SW1 wrote:on uk and overseas territories are we invisaging we need more than Bay/River in the Caribbean depending on time of year
The Rivers have not proved to be a huge success in the Caribbean. Too limited for the anti-smuggling/ maritime security/ HADR role. If we had them there in significant numbers, then they might possibly have some impact, but a single ship, without air assets and limited to a short-endurance 8m rib, is too little in a million sq. miles of the Caribbean (never mind the Gulf of Mexico and the Lucayan Archipelago/ North Atlantic).
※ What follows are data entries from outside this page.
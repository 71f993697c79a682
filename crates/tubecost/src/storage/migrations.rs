//! Versioned schema for the embedded store.
//!
//! Each [`Migration`] is a batch of DDL applied once, inside a transaction,
//! when a database file older than it is opened. The applied version is kept
//! in the `metadata` table.

use rusqlite::{Connection, OptionalExtension};
use tracing::info;

use crate::error::{Error, Result};

use super::schema::{CREATE_DATE_INDEX, CREATE_METADATA_TABLE, CREATE_RECORDS_TABLE};

/// One step of schema history.
#[derive(Debug)]
pub struct Migration {
    /// Version the database is at after this step.
    pub version: i32,
    /// What the step changes.
    pub description: &'static str,
    /// Statements run in order.
    pub statements: &'static [&'static str],
}

/// Schema history, oldest first. Versions are consecutive from 1.
pub const MIGRATIONS: &[Migration] = &[Migration {
    version: 1,
    description: "daily production records with newest-first date index",
    statements: &[CREATE_RECORDS_TABLE, CREATE_DATE_INDEX],
}];

/// The schema version this build writes.
pub const CURRENT_VERSION: i32 = 1;

const VERSION_KEY: &str = "schema_version";

/// Bring the schema at `conn` up to [`CURRENT_VERSION`].
///
/// # Errors
///
/// Returns an error if the stored version is unreadable or newer than this
/// build, or if a migration fails. A failed migration leaves the database at
/// its previous version.
pub fn initialize_schema(conn: &Connection) -> Result<()> {
    conn.execute(CREATE_METADATA_TABLE, [])?;

    let version = schema_version(conn)?;
    if version > CURRENT_VERSION {
        return Err(Error::DatabaseMigration {
            message: format!(
                "database schema version {version} is newer than supported version {CURRENT_VERSION}"
            ),
        });
    }

    for migration in MIGRATIONS.iter().filter(|m| m.version > version) {
        apply(conn, migration)?;
    }
    Ok(())
}

fn apply(conn: &Connection, migration: &Migration) -> Result<()> {
    let tx = conn.unchecked_transaction()?;
    for statement in migration.statements {
        tx.execute(statement, [])?;
    }
    tx.execute(
        "INSERT OR REPLACE INTO metadata (key, value) VALUES (?1, ?2)",
        (VERSION_KEY, migration.version.to_string()),
    )?;
    tx.commit()?;

    info!(
        "Applied schema migration {}: {}",
        migration.version, migration.description
    );
    Ok(())
}

/// Stored schema version, 0 for a database that has never been migrated.
fn schema_version(conn: &Connection) -> Result<i32> {
    let value: Option<String> = conn
        .query_row(
            "SELECT value FROM metadata WHERE key = ?1",
            [VERSION_KEY],
            |row| row.get(0),
        )
        .optional()?;

    match value {
        None => Ok(0),
        Some(value) => value.parse().map_err(|_| Error::DatabaseMigration {
            message: format!("invalid schema version: {value}"),
        }),
    }
}

#[cfg(test)]
mod tests {
    use super::*;

    fn create_test_db() -> Connection {
        Connection::open_in_memory().expect("failed to create in-memory database")
    }

    fn object_exists(conn: &Connection, kind: &str, name: &str) -> bool {
        let count: i32 = conn
            .query_row(
                "SELECT COUNT(*) FROM sqlite_master WHERE type = ?1 AND name = ?2",
                [kind, name],
                |row| row.get(0),
            )
            .unwrap();
        count == 1
    }

    fn set_version(conn: &Connection, value: &str) {
        conn.execute(
            "INSERT OR REPLACE INTO metadata (key, value) VALUES (?1, ?2)",
            [VERSION_KEY, value],
        )
        .unwrap();
    }

    #[test]
    fn test_history_is_consecutive_and_ends_at_current() {
        for (idx, migration) in MIGRATIONS.iter().enumerate() {
            assert_eq!(usize::try_from(migration.version).unwrap(), idx + 1);
            assert!(!migration.statements.is_empty());
        }
        assert_eq!(MIGRATIONS.last().map(|m| m.version), Some(CURRENT_VERSION));
    }

    #[test]
    fn test_fresh_database_gets_table_index_and_version() {
        let conn = create_test_db();
        initialize_schema(&conn).expect("failed to initialize schema");

        assert!(object_exists(&conn, "table", "daily_production_records"));
        assert!(object_exists(&conn, "table", "metadata"));
        assert!(object_exists(&conn, "index", "idx_records_date"));
        assert_eq!(schema_version(&conn).unwrap(), CURRENT_VERSION);
    }

    #[test]
    fn test_initialize_twice_is_harmless() {
        let conn = create_test_db();
        initialize_schema(&conn).unwrap();
        conn.execute(
            "INSERT INTO daily_production_records (date, production, outdone, grand_total_cost_per_tube)
             VALUES ('2024-03-15', 10, 9, 1)",
            [],
        )
        .unwrap();

        initialize_schema(&conn).unwrap();

        let rows: i32 = conn
            .query_row("SELECT COUNT(*) FROM daily_production_records", [], |row| {
                row.get(0)
            })
            .unwrap();
        assert_eq!(rows, 1);
        assert_eq!(schema_version(&conn).unwrap(), CURRENT_VERSION);
    }

    #[test]
    fn test_unversioned_table_is_adopted() {
        // A file written before versioning has the table but no index or version
        let conn = create_test_db();
        conn.execute(CREATE_RECORDS_TABLE, []).unwrap();
        conn.execute(
            "INSERT INTO daily_production_records (date, production, outdone, grand_total_cost_per_tube)
             VALUES ('2024-03-15', 10, 9, 1)",
            [],
        )
        .unwrap();

        initialize_schema(&conn).unwrap();

        assert!(object_exists(&conn, "index", "idx_records_date"));
        assert_eq!(schema_version(&conn).unwrap(), 1);
        let date: String = conn
            .query_row("SELECT date FROM daily_production_records", [], |row| {
                row.get(0)
            })
            .unwrap();
        assert_eq!(date, "2024-03-15");
    }

    #[test]
    fn test_version_is_zero_without_entry() {
        let conn = create_test_db();
        conn.execute(CREATE_METADATA_TABLE, []).unwrap();
        assert_eq!(schema_version(&conn).unwrap(), 0);
    }

    #[test]
    fn test_newer_schema_is_rejected() {
        let conn = create_test_db();
        initialize_schema(&conn).unwrap();
        set_version(&conn, &(CURRENT_VERSION + 1).to_string());

        let err = initialize_schema(&conn).unwrap_err();
        assert!(err.to_string().contains("newer than supported"));
    }

    #[test]
    fn test_invalid_schema_version() {
        let conn = create_test_db();
        initialize_schema(&conn).unwrap();
        set_version(&conn, "one");

        let err = initialize_schema(&conn).unwrap_err();
        assert!(err.to_string().contains("invalid schema version"));
    }

    #[test]
    fn test_failed_migration_rolls_back() {
        let conn = create_test_db();
        conn.execute(CREATE_METADATA_TABLE, []).unwrap();
        // Occupy the index name with a table so migration 1 fails partway
        conn.execute("CREATE TABLE idx_records_date (x)", []).unwrap();

        assert!(initialize_schema(&conn).is_err());
        assert!(!object_exists(&conn, "table", "daily_production_records"));
        assert_eq!(schema_version(&conn).unwrap(), 0);
    }
}
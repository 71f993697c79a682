//! `tubecost` - CLI for the production cost ledger
//!
//! This binary serves the HTTP API and provides direct access to the stored
//! records from the command line.

#![warn(missing_debug_implementations)]
#![deny(unsafe_code)]

use anyhow::Context;
use clap::Parser;

use tubecost::cli::{self, Cli, Command, ConfigCommand};
use tubecost::{init_logging, storage, Config, Ledger};

#[tokio::main]
async fn main() -> anyhow::Result<()> {
    let cli = Cli::parse();

    // Initialize logging based on verbosity
    init_logging(cli.verbosity());

    // Config commands must work even when the configuration is broken
    let command = match cli.command {
        Command::Config(config_cmd) => return handle_config(cli.config, config_cmd),
        command => command,
    };

    let config = Config::load_from(cli.config).context("failed to load configuration")?;

    if let Command::Calc(cmd) = &command {
        let inputs = cli::read_inputs(&cmd.file)
            .with_context(|| format!("failed to read inputs from {}", cmd.file.display()))?;
        let record = tubecost::calculate(&inputs, &config.costing);
        println!("{}", cli::render_calculation(&record, cmd.json)?);
        return Ok(());
    }

    let store = storage::open(&config)
        .await
        .context("failed to open record store")?;
    let ledger = Ledger::new(store, config.costing);

    let result = run(&command, &config, &ledger).await;
    if !matches!(command, Command::Serve(_)) {
        ledger.close().await?;
    }
    result
}

async fn run(command: &Command, config: &Config, ledger: &Ledger) -> anyhow::Result<()> {
    match command {
        Command::Serve(cmd) => {
            let addr = match &cmd.bind {
                Some(bind) => bind
                    .parse()
                    .with_context(|| format!("invalid bind address: {bind}"))?,
                None => config.bind_addr()?,
            };
            tubecost::server::serve(ledger.clone(), addr).await?;
        }
        Command::List(cmd) => {
            let records = ledger.list().await?;
            println!("{}", cli::render_records(&records, cmd.format)?);
        }
        Command::Show(cmd) => match ledger.get(cmd.id).await? {
            Some(record) => println!("{}", cli::render_record(&record, cmd.json)?),
            None => anyhow::bail!("Record not found: {}", cmd.id),
        },
        Command::Add(cmd) => {
            let inputs = cli::read_inputs(&cmd.file)
                .with_context(|| format!("failed to read inputs from {}", cmd.file.display()))?;
            let (id, record) = ledger.create(&inputs).await?;
            println!(
                "Created record {id} for {} (total per tube {:.2})",
                record.inputs.date, record.costs.grand_total_cost_per_tube
            );
        }
        Command::Edit(cmd) => {
            let inputs = cli::read_inputs(&cmd.file)
                .with_context(|| format!("failed to read inputs from {}", cmd.file.display()))?;
            let record = ledger.update(cmd.id, &inputs).await?;
            println!(
                "Updated record {} for {} (total per tube {:.2})",
                cmd.id, record.inputs.date, record.costs.grand_total_cost_per_tube
            );
        }
        Command::Delete(cmd) => {
            ledger.delete(cmd.id).await?;
            println!("Deleted record {}", cmd.id);
        }
        Command::Calc(_) | Command::Config(_) => {}
    }
    Ok(())
}

fn handle_config(path: Option<std::path::PathBuf>, cmd: ConfigCommand) -> anyhow::Result<()> {
    match cmd {
        ConfigCommand::Show { json } => {
            let config = Config::load_from(path)?;
            if json {
                println!("{}", serde_json::to_string_pretty(&config)?);
            } else {
                let hosted = &config.storage.hosted;
                let costing = &config.costing;
                println!("Current Configuration");
                println!("=====================");
                println!();
                println!("[Server]");
                println!("  Bind:               {}", config.server.bind);
                println!();
                println!("[Storage]");
                println!("  Backend:            {}", config.storage.backend);
                println!("  Database path:      {}", config.database_path().display());
                println!("  Hosted base URL:    {}", hosted.base_url);
                println!("  Hosted account:     {}", hosted.account_id);
                println!("  Hosted database:    {}", hosted.database_id);
                println!(
                    "  Hosted API token:   {}",
                    if hosted.api_token.is_some() { "set" } else { "not set" }
                );
                println!();
                println!("[Costing]");
                println!("  Paper:              {}", costing.paper);
                println!("  Paste:              {}", costing.paste);
                println!("  Outer paste:        {}", costing.outer_paste);
                println!("  Packing:            {}", costing.packing);
                println!("  Labour:             {}", costing.labour);
                println!("  Electricity:        {}", costing.electricity);
                println!("  Overheads:          {}", costing.overheads);
                println!("  Food:               {}", costing.food);
            }
        }
        ConfigCommand::Path => {
            println!(
                "{}",
                path.unwrap_or_else(Config::default_config_path).display()
            );
        }
        ConfigCommand::Validate { file } => {
            let path = file.or(path).unwrap_or_else(Config::default_config_path);
            println!("Validating configuration: {}", path.display());
            match Config::load_from(Some(path)) {
                Ok(_) => println!("Configuration is valid."),
                Err(e) => anyhow::bail!("Configuration error: {e}"),
            }
        }
    }
    Ok(())
}
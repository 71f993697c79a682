//! HTTP JSON API over the production ledger.
//!
//! | Method | Path            | Action                          |
//! |--------|-----------------|---------------------------------|
//! | GET    | `/records`      | list all records, newest first  |
//! | POST   | `/records`      | calculate and store a new day   |
//! | GET    | `/records/{id}` | fetch one record                |
//! | PUT    | `/records/{id}` | recalculate and overwrite       |
//! | DELETE | `/records/{id}` | delete (idempotent)             |
//! | POST   | `/calculate`    | calculate without storing       |
//! | GET    | `/health`       | liveness and active backend     |

pub mod error;
pub mod handlers;

use std::net::SocketAddr;

use axum::{
    routing::{get, post},
    Router,
};
use tokio::net::TcpListener;
use tower_http::{cors::CorsLayer, trace::TraceLayer};
use tracing::info;

use crate::error::Result;
use crate::ledger::Ledger;

pub use error::ApiError;

/// Shared handler state.
#[derive(Debug, Clone)]
pub struct AppState {
    /// The ledger every handler works against.
    pub ledger: Ledger,
}

/// Build the application router.
pub fn router(ledger: Ledger) -> Router {
    let state = AppState { ledger };

    Router::new()
        .route(
            "/records",
            get(handlers::list_records)
                .post(handlers::create_record)
                .fallback(handlers::method_not_allowed),
        )
        .route(
            "/records/{id}",
            get(handlers::get_record)
                .put(handlers::update_record)
                .delete(handlers::delete_record)
                .fallback(handlers::method_not_allowed),
        )
        .route("/calculate", post(handlers::calculate))
        .route("/health", get(handlers::health))
        .layer(TraceLayer::new_for_http())
        .layer(CorsLayer::permissive())
        .with_state(state)
}

/// Serve the API until Ctrl-C, then close the store.
///
/// # Errors
///
/// Returns an error if the address cannot be bound or the server fails.
pub async fn serve(ledger: Ledger, addr: SocketAddr) -> Result<()> {
    let listener = TcpListener::bind(addr).await?;
    let local = listener.local_addr()?;
    info!(
        addr = %local,
        backend = %ledger.store().backend(),
        "Listening for HTTP requests"
    );

    let app = router(ledger.clone());
    axum::serve(listener, app)
        .with_graceful_shutdown(shutdown_signal())
        .await?;

    info!("Server stopped, closing record store");
    ledger.close().await
}

async fn shutdown_signal() {
    if let Err(e) = tokio::signal::ctrl_c().await {
        tracing::warn!("Failed to listen for shutdown signal: {}", e);
        std::future::pending::<()>().await;
    }
}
The Rivers even had to ship extra crew , so that they could field a full rugby team for the obligatory matches against local sides. :) The T21 was much more effective in that role, however, when used in a wartime scenario, it's lack of adequate air defence proved crucial - that has been significantly improved in the T31, being both CAMM and Phalanx capable (one up on the T23, at that). AND they could field a Rugby, football and cricket team AT THE SAME TIME.
SW1 wrote:I don’t see a need to upscale in any of those areas.
See my comments on the RB1's above. Yes - we need to upscale in the Caribbean. In the Falklands and the UK, there are significant land-based assets available, so a different scenario.
SW1 wrote:if we use the 1980s tanker wars as an example would you put a type 31 into that
Considering that we used both Leanders and T21s in the Armilla patrol (both equipped with Sea Cat, which was obsolete by the time of the Falklands), I don't actually see why you couldn't (assuming that, like other ships on Gulf duties, it gets a Phalanx mounted and some CAMM in it's tubes). Ditto for any scenario involving FIACs etc. That's what the Wildcat/ Martlet/ Sea Venom combo is designed for.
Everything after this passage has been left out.